*INPUT MATERIAL*.
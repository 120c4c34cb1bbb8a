//! Protocol codec
//!
//! Encoding and decoding functions for the wire protocol.
//!
//! ## Wire Format
//!
//! Commands and responses share one frame layout:
//! ```text
//! ┌──────────┬──────────┬─────────────────────────────┐
//! │ Kind (1) │ Len (4)  │         Payload             │
//! └──────────┴──────────┴─────────────────────────────┘
//! ```
//! `Len` is big-endian and counts payload bytes only.
//!
//! ### Payload by Command Type
//! - CREATE:    record as JSON
//! - FETCH:     name as UTF-8
//! - FETCH_ALL: empty
//! - REMOVE:    name as UTF-8
//! - PING:      empty

use std::io::{Read, Write};

use bytes::{Buf, BufMut, BytesMut};

use crate::error::{FolioError, Result};
use crate::gateway::Record;
use super::{Command, CommandType, Response, Status};

/// Header size: 1 byte command/status + 4 bytes length
pub const HEADER_SIZE: usize = 5;

/// Maximum payload size (16 MB)
pub const MAX_PAYLOAD_SIZE: u32 = 16 * 1024 * 1024;

// =============================================================================
// Command Encoding/Decoding
// =============================================================================

/// Encode a command to bytes
///
/// Format: cmd_type (1) + payload_len (4) + payload
pub fn encode_command(command: &Command) -> Result<Vec<u8>> {
    let payload = match command {
        Command::Create { record } => serde_json::to_vec(record)
            .map_err(|e| FolioError::Encoding(e.to_string()))?,
        Command::Fetch { name } | Command::Remove { name } => name.as_bytes().to_vec(),
        Command::FetchAll | Command::Ping => Vec::new(),
    };

    encode_frame(command.command_type() as u8, &payload)
}

/// Decode a command from bytes
pub fn decode_command(bytes: &[u8]) -> Result<Command> {
    let (cmd_type, payload) = split_frame(bytes, "command")?;

    match cmd_type {
        x if x == CommandType::Create as u8 => {
            let record: Record = serde_json::from_slice(payload).map_err(|e| {
                FolioError::Protocol(format!("CREATE command: invalid record: {}", e))
            })?;
            Ok(Command::Create { record })
        }
        x if x == CommandType::Fetch as u8 => Ok(Command::Fetch {
            name: decode_name(payload, "FETCH")?,
        }),
        x if x == CommandType::FetchAll as u8 => {
            expect_empty(payload, "FETCH_ALL")?;
            Ok(Command::FetchAll)
        }
        x if x == CommandType::Remove as u8 => Ok(Command::Remove {
            name: decode_name(payload, "REMOVE")?,
        }),
        x if x == CommandType::Ping as u8 => {
            expect_empty(payload, "PING")?;
            Ok(Command::Ping)
        }
        _ => Err(FolioError::Protocol(format!(
            "Unknown command type: 0x{:02x}",
            cmd_type
        ))),
    }
}

fn decode_name(payload: &[u8], command: &str) -> Result<String> {
    String::from_utf8(payload.to_vec()).map_err(|_| {
        FolioError::Protocol(format!("{} command: name is not valid UTF-8", command))
    })
}

fn expect_empty(payload: &[u8], command: &str) -> Result<()> {
    if !payload.is_empty() {
        return Err(FolioError::Protocol(format!(
            "{} command: unexpected payload of {} bytes",
            command,
            payload.len()
        )));
    }
    Ok(())
}

// =============================================================================
// Response Encoding/Decoding
// =============================================================================

/// Encode a response to bytes
///
/// Format: status (1) + payload_len (4) + payload
pub fn encode_response(response: &Response) -> Result<Vec<u8>> {
    let payload = response.payload.as_deref().unwrap_or(&[]);
    encode_frame(response.status as u8, payload)
}

/// Decode a response from bytes
pub fn decode_response(bytes: &[u8]) -> Result<Response> {
    let (status_byte, payload) = split_frame(bytes, "response")?;

    let status = match status_byte {
        0x00 => Status::Ok,
        0x01 => Status::NotFound,
        0x02 => Status::Error,
        _ => {
            return Err(FolioError::Protocol(format!(
                "Unknown response status: 0x{:02x}",
                status_byte
            )))
        }
    };

    let payload = if payload.is_empty() {
        None
    } else {
        Some(payload.to_vec())
    };

    Ok(Response { status, payload })
}

// =============================================================================
// Framing
// =============================================================================

fn encode_frame(kind: u8, payload: &[u8]) -> Result<Vec<u8>> {
    if payload.len() > MAX_PAYLOAD_SIZE as usize {
        return Err(FolioError::Protocol(format!(
            "Payload too large: {} bytes (max {})",
            payload.len(),
            MAX_PAYLOAD_SIZE
        )));
    }

    let mut frame = BytesMut::with_capacity(HEADER_SIZE + payload.len());
    frame.put_u8(kind);
    frame.put_u32(payload.len() as u32);
    frame.put_slice(payload);
    Ok(frame.to_vec())
}

/// Split a frame into its kind byte and payload
fn split_frame<'a>(bytes: &'a [u8], what: &str) -> Result<(u8, &'a [u8])> {
    if bytes.len() < HEADER_SIZE {
        return Err(FolioError::Protocol(format!(
            "Incomplete {} header: expected {} bytes, got {}",
            what,
            HEADER_SIZE,
            bytes.len()
        )));
    }

    let mut header = &bytes[..HEADER_SIZE];
    let kind = header.get_u8();
    let payload_len = check_payload_len(header.get_u32(), what)?;

    let total_len = HEADER_SIZE + payload_len;
    if bytes.len() < total_len {
        return Err(FolioError::Protocol(format!(
            "Incomplete {} payload: expected {} bytes, got {}",
            what,
            total_len,
            bytes.len()
        )));
    }

    Ok((kind, &bytes[HEADER_SIZE..total_len]))
}

fn check_payload_len(len: u32, what: &str) -> Result<usize> {
    if len > MAX_PAYLOAD_SIZE {
        return Err(FolioError::Protocol(format!(
            "{} payload too large: {} bytes (max {})",
            what, len, MAX_PAYLOAD_SIZE
        )));
    }
    Ok(len as usize)
}

/// Read one whole frame (header + payload) from a stream
///
/// On success the stream is positioned at the next frame, so a frame that
/// later fails to decode does not desynchronize the stream.
pub fn read_frame<R: Read>(reader: &mut R) -> Result<Vec<u8>> {
    let mut header = [0u8; HEADER_SIZE];
    reader.read_exact(&mut header)?;

    let payload_len = check_payload_len((&header[1..]).get_u32(), "frame")?;

    let mut frame = vec![0u8; HEADER_SIZE + payload_len];
    frame[..HEADER_SIZE].copy_from_slice(&header);
    if payload_len > 0 {
        reader.read_exact(&mut frame[HEADER_SIZE..])?;
    }

    Ok(frame)
}

// =============================================================================
// Stream-based I/O helpers
// =============================================================================

/// Read a complete command from a stream
///
/// Blocks until a complete command is received or an error occurs
pub fn read_command<R: Read>(reader: &mut R) -> Result<Command> {
    let frame = read_frame(reader)?;
    decode_command(&frame)
}

/// Write a command to a stream
pub fn write_command<W: Write>(writer: &mut W, command: &Command) -> Result<()> {
    let bytes = encode_command(command)?;
    writer.write_all(&bytes)?;
    writer.flush()?;
    Ok(())
}

/// Read a complete response from a stream
pub fn read_response<R: Read>(reader: &mut R) -> Result<Response> {
    let frame = read_frame(reader)?;
    decode_response(&frame)
}

/// Write a response to a stream
pub fn write_response<W: Write>(writer: &mut W, response: &Response) -> Result<()> {
    let bytes = encode_response(response)?;
    writer.write_all(&bytes)?;
    writer.flush()?;
    Ok(())
}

*TASK DIRECTIONS*.
All records are to be restated exactly, from the first line to the last line.

*TASK OUTPUT*.
repository 120c4c34cb1bbb8a
//! Protocol codec
//!
//! Encoding and decoding functions for the wire protocol.
//!
//! ## Wire Format
//!
//! Commands and responses share one frame layout:
//! ```text
//! ┌──────────┬──────────┬─────────────────────────────┐
//! │ Kind (1) │ Len (4)  │         Payload             │
//! └──────────┴──────────┴─────────────────────────────┘
//! ```
//! `Len` is big-endian and counts payload bytes only.
//!
//! ### Payload by Command Type
//! - CREATE:    record as JSON
//! - FETCH:     name as UTF-8
//! - FETCH_ALL: empty
//! - REMOVE:    name as UTF-8
//! - PING:      empty

use std::io::{Read, Write};

use bytes::{Buf, BufMut, BytesMut};

use crate::error::{FolioError, Result};
use crate::gateway::Record;
use super::{Command, CommandType, Response, Status};

/// Header size: 1 byte command/status + 4 bytes length
pub const HEADER_SIZE: usize = 5;

/// Maximum payload size (16 MB)
pub const MAX_PAYLOAD_SIZE: u32 = 16 * 1024 * 1024;

// =============================================================================
// Command Encoding/Decoding
// =============================================================================

/// Encode a command to bytes
///
/// Format: cmd_type (1) + payload_len (4) + payload
pub fn encode_command(command: &Command) -> Result<Vec<u8>> {
    let payload = match command {
        Command::Create { record } => serde_json::to_vec(record)
            .map_err(|e| FolioError::Encoding(e.to_string()))?,
        Command::Fetch { name } | Command::Remove { name } => name.as_bytes().to_vec(),
        Command::FetchAll | Command::Ping => Vec::new(),
    };

    encode_frame(command.command_type() as u8, &payload)
}

/// Decode a command from bytes
pub fn decode_command(bytes: &[u8]) -> Result<Command> {
    let (cmd_type, payload) = split_frame(bytes, "command")?;

    match cmd_type {
        x if x == CommandType::Create as u8 => {
            let record: Record = serde_json::from_slice(payload).map_err(|e| {
                FolioError::Protocol(format!("CREATE command: invalid record: {}", e))
            })?;
            Ok(Command::Create { record })
        }
        x if x == CommandType::Fetch as u8 => Ok(Command::Fetch {
            name: decode_name(payload, "FETCH")?,
        }),
        x if x == CommandType::FetchAll as u8 => {
            expect_empty(payload, "FETCH_ALL")?;
            Ok(Command::FetchAll)
        }
        x if x == CommandType::Remove as u8 => Ok(Command::Remove {
            name: decode_name(payload, "REMOVE")?,
        }),
        x if x == CommandType::Ping as u8 => {
            expect_empty(payload, "PING")?;
            Ok(Command::Ping)
        }
        _ => Err(FolioError::Protocol(format!(
            "Unknown command type: 0x{:02x}",
            cmd_type
        ))),
    }
}

fn decode_name(payload: &[u8], command: &str) -> Result<String> {
    String::from_utf8(payload.to_vec()).map_err(|_| {
        FolioError::Protocol(format!("{} command: name is not valid UTF-8", command))
    })
}

fn expect_empty(payload: &[u8], command: &str) -> Result<()> {
    if !payload.is_empty() {
        return Err(FolioError::Protocol(format!(
            "{} command: unexpected payload of {} bytes",
            command,
            payload.len()
        )));
    }
    Ok(())
}

// =============================================================================
// Response Encoding/Decoding
// =============================================================================

/// Encode a response to bytes
///
/// Format: status (1) + payload_len (4) + payload
pub fn encode_response(response: &Response) -> Result<Vec<u8>> {
    let payload = response.payload.as_deref().unwrap_or(&[]);
    encode_frame(response.status as u8, payload)
}

/// Decode a response from bytes
pub fn decode_response(bytes: &[u8]) -> Result<Response> {
    let (status_byte, payload) = split_frame(bytes, "response")?;

    let status = match status_byte {
        0x00 => Status::Ok,
        0x01 => Status::NotFound,
        0x02 => Status::Error,
        _ => {
            return Err(FolioError::Protocol(format!(
                "Unknown response status: 0x{:02x}",
                status_byte
            )))
        }
    };

    let payload = if payload.is_empty() {
        None
    } else {
        Some(payload.to_vec())
    };

    Ok(Response { status, payload })
}

// =============================================================================
// Framing
// =============================================================================

fn encode_frame(kind: u8, payload: &[u8]) -> Result<Vec<u8>> {
    if payload.len() > MAX_PAYLOAD_SIZE as usize {
        return Err(FolioError::Protocol(format!(
            "Payload too large: {} bytes (max {})",
            payload.len(),
            MAX_PAYLOAD_SIZE
        )));
    }

    let mut frame = BytesMut::with_capacity(HEADER_SIZE + payload.len());
    frame.put_u8(kind);
    frame.put_u32(payload.len() as u32);
    frame.put_slice(payload);
    Ok(frame.to_vec())
}

/// Split a frame into its kind byte and payload
fn split_frame<'a>(bytes: &'a [u8], what: &str) -> Result<(u8, &'a [u8])> {
    if bytes.len() < HEADER_SIZE {
        return Err(FolioError::Protocol(format!(
            "Incomplete {} header: expected {} bytes, got {}",
            what,
            HEADER_SIZE,
            bytes.len()
        )));
    }

    let mut header = &bytes[..HEADER_SIZE];
    let kind = header.get_u8();
    let payload_len = check_payload_len(header.get_u32(), what)?;

    let total_len = HEADER_SIZE + payload_len;
    if bytes.len() < total_len {
        return Err(FolioError::Protocol(format!(
            "Incomplete {} payload: expected {} bytes, got {}",
            what,
            total_len,
            bytes.len()
        )));
    }

    Ok((kind, &bytes[HEADER_SIZE..total_len]))
}

fn check_payload_len(len: u32, what: &str) -> Result<usize> {
    if len > MAX_PAYLOAD_SIZE {
        return Err(FolioError::Protocol(format!(
            "{} payload too large: {} bytes (max {})",
            what, len, MAX_PAYLOAD_SIZE
        )));
    }
    Ok(len as usize)
}

/// Read one whole frame (header + payload) from a stream
///
/// On success the stream is positioned at the next frame, so a frame that
/// later fails to decode does not desynchronize the stream.
pub fn read_frame<R: Read>(reader: &mut R) -> Result<Vec<u8>> {
    let mut header = [0u8; HEADER_SIZE];
    reader.read_exact(&mut header)?;

    let payload_len = check_payload_len((&header[1..]).get_u32(), "frame")?;

    let mut frame = vec![0u8; HEADER_SIZE + payload_len];
    frame[..HEADER_SIZE].copy_from_slice(&header);
    if payload_len > 0 {
        reader.read_exact(&mut frame[HEADER_SIZE..])?;
    }

    Ok(frame)
}

// =============================================================================
// Stream-based I/O helpers
// =============================================================================

/// Read a complete command from a stream
///
/// Blocks until a complete command is received or an error occurs
pub fn read_command<R: Read>(reader: &mut R) -> Result<Command> {
    let frame = read_frame(reader)?;
    decode_command(&frame)
}

/// Write a command to a stream
pub fn write_command<W: Write>(writer: &mut W, command: &Command) -> Result<()> {
    let bytes = encode_command(command)?;
    writer.write_all(&bytes)?;
    writer.flush()?;
    Ok(())
}

/// Read a complete response from a stream
pub fn read_response<R: Read>(reader: &mut R) -> Result<Response> {
    let frame = read_frame(reader)?;
    decode_response(&frame)
}

/// Write a response to a stream
pub fn write_response<W: Write>(writer: &mut W, response: &Response) -> Result<()> {
    let bytes = encode_response(response)?;
    writer.write_all(&bytes)?;
    writer.flush()?;
    Ok(())
}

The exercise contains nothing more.